** Opening Material provided block **

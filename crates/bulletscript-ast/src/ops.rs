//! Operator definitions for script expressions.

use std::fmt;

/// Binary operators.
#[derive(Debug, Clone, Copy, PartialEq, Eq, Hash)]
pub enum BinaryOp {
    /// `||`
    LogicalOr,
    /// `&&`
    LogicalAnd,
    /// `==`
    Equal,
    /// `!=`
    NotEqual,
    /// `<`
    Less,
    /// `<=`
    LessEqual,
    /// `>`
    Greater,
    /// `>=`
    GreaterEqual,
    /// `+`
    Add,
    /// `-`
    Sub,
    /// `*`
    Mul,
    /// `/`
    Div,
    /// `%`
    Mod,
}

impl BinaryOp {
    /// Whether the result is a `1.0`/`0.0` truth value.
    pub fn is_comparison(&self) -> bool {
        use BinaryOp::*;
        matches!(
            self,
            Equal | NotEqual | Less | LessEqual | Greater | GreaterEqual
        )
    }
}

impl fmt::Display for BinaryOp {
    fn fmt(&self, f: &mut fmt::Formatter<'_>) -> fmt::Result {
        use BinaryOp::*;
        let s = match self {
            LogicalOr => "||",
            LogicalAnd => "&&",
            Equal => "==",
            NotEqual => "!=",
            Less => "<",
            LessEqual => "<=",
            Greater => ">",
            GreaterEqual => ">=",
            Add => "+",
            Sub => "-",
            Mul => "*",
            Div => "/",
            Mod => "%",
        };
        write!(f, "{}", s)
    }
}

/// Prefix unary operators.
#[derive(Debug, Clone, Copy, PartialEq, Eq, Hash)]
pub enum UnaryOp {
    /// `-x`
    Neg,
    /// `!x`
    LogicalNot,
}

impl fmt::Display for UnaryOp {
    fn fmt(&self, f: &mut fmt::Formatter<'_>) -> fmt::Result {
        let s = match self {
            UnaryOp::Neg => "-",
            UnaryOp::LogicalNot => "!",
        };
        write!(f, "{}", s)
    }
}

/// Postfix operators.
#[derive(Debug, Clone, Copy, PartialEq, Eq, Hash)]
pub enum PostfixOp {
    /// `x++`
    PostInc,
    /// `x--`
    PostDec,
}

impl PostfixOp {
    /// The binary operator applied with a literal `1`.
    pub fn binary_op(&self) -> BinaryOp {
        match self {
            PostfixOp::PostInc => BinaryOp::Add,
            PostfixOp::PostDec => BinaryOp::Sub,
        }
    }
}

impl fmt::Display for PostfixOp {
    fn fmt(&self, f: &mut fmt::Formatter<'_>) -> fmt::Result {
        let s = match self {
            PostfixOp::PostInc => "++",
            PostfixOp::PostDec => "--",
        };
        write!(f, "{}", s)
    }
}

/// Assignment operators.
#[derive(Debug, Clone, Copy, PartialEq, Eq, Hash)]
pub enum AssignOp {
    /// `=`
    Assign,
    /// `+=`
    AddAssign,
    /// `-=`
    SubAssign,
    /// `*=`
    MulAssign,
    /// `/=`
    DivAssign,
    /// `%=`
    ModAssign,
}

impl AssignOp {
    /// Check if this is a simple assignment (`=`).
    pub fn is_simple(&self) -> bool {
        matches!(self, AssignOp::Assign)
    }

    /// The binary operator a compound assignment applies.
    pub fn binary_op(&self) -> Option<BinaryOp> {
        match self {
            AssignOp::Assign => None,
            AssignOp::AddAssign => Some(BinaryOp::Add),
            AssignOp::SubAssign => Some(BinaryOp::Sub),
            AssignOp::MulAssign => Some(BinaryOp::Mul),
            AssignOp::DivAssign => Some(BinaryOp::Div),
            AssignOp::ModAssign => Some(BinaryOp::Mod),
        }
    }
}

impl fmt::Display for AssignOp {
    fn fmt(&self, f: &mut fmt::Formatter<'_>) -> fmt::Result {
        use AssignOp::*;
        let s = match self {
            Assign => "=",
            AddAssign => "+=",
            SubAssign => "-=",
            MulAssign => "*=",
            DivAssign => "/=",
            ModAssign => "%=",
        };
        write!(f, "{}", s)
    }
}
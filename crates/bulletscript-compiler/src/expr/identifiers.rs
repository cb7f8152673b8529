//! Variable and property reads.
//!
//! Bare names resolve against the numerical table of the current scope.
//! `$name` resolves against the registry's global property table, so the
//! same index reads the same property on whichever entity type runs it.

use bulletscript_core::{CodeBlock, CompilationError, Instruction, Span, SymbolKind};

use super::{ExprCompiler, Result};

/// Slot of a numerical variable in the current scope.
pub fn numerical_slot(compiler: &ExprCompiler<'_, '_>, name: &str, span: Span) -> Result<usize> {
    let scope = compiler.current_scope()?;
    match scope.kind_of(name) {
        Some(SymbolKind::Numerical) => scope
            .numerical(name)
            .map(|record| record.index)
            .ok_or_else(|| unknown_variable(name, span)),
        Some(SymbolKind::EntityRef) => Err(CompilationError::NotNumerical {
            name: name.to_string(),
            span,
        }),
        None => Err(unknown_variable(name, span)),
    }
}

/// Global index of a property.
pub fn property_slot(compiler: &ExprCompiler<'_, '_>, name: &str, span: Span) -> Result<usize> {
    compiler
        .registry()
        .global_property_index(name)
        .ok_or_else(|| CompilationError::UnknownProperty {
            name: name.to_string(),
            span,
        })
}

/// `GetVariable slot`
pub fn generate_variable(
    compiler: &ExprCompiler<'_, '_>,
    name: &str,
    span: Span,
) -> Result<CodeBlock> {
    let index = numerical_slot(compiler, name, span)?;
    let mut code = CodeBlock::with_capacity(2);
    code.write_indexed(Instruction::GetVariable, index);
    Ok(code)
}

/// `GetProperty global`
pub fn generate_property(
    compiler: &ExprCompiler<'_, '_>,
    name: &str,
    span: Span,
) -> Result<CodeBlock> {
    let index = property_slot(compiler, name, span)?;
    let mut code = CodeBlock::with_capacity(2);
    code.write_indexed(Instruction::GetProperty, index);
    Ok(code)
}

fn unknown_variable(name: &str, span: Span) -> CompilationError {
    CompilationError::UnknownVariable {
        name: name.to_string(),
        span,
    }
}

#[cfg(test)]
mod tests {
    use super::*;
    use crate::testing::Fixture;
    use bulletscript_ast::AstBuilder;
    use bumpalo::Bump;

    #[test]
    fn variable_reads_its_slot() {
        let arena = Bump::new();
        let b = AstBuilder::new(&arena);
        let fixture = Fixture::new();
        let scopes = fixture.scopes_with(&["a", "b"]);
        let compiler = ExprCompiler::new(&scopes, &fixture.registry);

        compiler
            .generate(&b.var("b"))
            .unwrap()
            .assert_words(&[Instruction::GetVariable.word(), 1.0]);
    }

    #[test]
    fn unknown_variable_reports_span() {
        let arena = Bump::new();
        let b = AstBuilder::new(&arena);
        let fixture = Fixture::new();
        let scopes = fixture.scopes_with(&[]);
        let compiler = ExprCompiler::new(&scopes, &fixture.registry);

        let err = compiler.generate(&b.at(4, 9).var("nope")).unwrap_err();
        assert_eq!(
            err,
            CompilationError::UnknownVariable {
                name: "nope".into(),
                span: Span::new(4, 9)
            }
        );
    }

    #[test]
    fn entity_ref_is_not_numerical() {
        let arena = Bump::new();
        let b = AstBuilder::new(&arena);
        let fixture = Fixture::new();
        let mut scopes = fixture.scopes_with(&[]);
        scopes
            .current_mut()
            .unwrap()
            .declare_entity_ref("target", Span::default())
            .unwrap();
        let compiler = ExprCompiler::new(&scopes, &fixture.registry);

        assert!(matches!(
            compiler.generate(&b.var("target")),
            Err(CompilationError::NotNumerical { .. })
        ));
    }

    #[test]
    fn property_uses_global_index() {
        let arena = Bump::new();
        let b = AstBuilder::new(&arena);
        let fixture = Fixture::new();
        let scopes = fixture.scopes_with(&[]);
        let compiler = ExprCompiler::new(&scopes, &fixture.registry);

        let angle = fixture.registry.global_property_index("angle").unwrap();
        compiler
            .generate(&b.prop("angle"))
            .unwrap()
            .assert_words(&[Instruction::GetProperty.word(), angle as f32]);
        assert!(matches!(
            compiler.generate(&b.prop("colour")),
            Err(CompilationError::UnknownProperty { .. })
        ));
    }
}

** Closing Material provided block **

● Exercise directions:
Go through the records and pull out each line that includes the word "bool".

● Exercise solution:
    pub fn is_comparison(&self) -> bool {
    pub fn is_simple(&self) -> bool {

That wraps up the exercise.